(Source data begins)
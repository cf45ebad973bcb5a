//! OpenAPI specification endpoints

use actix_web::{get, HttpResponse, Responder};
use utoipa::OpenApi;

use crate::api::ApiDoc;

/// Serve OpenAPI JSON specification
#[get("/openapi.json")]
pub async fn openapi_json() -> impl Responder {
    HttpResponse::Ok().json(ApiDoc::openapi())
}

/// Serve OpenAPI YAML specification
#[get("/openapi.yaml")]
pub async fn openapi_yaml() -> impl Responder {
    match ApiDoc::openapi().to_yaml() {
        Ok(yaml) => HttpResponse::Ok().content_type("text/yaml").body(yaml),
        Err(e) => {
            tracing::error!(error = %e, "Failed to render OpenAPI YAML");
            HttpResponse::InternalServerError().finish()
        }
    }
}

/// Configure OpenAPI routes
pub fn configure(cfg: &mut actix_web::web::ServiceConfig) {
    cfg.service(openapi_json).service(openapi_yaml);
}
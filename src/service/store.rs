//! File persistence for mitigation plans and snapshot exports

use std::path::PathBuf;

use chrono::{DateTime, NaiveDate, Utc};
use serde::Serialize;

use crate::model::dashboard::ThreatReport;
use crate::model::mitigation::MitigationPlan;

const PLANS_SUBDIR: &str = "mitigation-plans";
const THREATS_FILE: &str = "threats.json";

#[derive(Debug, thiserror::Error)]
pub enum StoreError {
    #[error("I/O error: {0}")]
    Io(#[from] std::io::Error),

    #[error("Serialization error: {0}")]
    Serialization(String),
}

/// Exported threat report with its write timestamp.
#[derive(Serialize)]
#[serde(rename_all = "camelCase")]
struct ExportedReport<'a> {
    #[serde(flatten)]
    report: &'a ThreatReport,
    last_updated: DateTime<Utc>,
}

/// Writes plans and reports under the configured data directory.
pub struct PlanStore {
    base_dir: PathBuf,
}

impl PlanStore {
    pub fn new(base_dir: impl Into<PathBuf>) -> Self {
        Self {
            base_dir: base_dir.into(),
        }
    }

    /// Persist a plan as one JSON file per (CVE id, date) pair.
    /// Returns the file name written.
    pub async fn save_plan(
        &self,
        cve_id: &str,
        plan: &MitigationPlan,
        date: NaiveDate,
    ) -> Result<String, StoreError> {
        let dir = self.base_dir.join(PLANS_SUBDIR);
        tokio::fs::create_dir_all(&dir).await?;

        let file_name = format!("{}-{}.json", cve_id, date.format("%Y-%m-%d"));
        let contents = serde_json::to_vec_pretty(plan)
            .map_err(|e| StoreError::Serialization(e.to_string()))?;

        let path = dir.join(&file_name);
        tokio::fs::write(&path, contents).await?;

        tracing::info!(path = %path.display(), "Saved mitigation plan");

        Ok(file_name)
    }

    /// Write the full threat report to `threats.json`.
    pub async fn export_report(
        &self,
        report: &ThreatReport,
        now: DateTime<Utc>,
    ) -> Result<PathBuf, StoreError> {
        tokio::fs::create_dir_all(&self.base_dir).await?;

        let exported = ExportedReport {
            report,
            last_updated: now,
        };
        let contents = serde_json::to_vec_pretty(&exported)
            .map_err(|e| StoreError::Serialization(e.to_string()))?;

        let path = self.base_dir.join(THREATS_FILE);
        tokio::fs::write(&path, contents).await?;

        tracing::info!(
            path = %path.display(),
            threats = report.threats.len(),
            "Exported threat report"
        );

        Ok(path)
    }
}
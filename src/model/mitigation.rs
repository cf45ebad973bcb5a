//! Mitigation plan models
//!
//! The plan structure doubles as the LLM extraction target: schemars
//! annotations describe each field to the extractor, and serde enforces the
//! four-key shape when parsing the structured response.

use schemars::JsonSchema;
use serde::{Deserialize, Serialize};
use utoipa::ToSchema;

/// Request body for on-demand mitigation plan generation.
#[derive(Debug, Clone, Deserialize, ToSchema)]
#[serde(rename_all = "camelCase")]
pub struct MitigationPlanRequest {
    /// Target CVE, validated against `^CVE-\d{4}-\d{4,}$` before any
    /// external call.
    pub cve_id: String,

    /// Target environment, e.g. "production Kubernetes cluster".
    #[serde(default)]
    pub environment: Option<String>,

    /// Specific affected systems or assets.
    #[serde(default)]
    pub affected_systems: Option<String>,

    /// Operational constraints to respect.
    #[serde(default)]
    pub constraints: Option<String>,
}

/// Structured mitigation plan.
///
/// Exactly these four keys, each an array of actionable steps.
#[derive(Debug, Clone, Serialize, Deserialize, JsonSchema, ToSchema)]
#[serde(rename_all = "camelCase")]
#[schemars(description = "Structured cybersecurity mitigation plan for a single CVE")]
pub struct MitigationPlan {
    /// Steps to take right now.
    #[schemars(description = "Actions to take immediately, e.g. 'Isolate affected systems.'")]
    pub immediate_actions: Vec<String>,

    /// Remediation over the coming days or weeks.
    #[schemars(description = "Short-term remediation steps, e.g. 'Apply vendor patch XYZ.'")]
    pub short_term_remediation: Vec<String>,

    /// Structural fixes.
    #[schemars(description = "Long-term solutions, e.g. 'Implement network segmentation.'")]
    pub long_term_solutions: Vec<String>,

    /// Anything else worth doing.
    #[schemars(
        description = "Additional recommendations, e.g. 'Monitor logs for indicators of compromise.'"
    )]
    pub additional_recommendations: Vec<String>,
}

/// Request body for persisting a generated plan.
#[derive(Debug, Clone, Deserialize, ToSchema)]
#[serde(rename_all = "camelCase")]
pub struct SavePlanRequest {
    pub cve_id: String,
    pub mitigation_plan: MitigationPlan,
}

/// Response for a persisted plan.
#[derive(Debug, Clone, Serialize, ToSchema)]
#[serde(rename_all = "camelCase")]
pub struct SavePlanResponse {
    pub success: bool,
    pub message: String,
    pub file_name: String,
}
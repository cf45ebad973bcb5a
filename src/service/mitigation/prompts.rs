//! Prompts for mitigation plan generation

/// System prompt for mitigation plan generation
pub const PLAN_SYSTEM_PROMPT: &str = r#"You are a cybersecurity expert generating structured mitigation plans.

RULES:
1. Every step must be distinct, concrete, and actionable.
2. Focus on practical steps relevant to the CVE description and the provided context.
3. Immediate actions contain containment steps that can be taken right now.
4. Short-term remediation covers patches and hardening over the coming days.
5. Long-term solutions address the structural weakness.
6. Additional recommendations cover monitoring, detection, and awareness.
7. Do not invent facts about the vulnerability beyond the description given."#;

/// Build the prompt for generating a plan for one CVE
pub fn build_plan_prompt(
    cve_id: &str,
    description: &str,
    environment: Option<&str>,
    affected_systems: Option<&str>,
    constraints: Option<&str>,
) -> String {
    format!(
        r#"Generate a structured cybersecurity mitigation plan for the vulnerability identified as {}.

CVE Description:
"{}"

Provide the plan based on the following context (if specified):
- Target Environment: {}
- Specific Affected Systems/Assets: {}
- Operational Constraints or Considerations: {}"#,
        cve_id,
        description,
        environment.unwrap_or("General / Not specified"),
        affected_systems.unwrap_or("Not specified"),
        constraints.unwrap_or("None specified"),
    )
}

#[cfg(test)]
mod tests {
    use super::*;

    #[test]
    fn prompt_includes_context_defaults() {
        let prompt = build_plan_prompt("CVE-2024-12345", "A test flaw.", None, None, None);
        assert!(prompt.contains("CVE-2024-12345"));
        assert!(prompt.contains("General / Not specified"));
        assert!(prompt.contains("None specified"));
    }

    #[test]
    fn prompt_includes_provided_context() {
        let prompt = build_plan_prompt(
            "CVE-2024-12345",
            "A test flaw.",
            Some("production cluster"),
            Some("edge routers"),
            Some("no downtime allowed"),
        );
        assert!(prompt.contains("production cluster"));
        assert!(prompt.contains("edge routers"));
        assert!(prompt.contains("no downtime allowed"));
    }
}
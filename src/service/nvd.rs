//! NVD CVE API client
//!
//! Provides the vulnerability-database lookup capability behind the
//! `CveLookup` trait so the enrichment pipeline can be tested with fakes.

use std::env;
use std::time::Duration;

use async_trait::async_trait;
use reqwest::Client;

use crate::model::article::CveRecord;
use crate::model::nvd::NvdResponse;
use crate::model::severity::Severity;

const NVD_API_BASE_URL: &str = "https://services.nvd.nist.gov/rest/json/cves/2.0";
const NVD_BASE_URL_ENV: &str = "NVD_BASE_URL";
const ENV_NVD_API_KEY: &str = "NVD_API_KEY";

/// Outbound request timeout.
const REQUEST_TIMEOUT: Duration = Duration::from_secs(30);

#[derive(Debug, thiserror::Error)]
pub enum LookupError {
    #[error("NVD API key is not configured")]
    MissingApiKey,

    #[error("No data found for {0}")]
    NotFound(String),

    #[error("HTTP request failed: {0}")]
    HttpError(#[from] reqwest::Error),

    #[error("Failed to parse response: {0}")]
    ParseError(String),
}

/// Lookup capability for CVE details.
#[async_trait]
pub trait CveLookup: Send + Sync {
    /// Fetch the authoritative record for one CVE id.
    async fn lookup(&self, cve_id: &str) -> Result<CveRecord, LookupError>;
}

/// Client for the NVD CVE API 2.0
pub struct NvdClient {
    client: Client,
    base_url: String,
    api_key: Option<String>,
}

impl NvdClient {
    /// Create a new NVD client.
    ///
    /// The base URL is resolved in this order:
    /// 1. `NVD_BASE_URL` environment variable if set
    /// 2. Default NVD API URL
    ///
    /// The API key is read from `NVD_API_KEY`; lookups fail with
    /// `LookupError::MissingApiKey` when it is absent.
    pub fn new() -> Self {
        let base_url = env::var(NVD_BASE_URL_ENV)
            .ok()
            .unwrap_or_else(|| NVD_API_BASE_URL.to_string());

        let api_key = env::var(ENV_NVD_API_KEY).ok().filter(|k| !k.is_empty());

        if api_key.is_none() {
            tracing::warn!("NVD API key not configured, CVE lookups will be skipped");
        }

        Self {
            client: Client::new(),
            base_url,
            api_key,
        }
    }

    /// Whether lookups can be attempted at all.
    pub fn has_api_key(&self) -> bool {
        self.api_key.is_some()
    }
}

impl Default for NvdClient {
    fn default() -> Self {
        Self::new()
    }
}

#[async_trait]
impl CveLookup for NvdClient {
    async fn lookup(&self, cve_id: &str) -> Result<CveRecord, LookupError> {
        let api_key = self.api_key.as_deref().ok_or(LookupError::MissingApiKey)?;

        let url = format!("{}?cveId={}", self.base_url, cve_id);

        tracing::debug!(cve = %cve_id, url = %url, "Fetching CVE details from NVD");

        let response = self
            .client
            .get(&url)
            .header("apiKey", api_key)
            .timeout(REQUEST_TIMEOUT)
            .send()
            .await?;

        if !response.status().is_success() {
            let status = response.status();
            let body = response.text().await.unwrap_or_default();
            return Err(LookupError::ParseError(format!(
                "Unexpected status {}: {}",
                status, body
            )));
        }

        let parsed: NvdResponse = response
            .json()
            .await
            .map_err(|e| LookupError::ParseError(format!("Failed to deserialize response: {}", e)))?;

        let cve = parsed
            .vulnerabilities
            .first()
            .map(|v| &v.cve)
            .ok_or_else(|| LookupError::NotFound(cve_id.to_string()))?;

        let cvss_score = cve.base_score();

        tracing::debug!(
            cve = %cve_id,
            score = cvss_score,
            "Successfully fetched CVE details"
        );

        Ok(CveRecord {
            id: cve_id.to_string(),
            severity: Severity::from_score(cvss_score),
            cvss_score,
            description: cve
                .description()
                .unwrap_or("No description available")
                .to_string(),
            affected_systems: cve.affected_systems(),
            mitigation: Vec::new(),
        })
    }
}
(Source data ends)
Task details.
Could you count the lines in the material above that include the word "flaw"? Give the count alone.

Response below.
2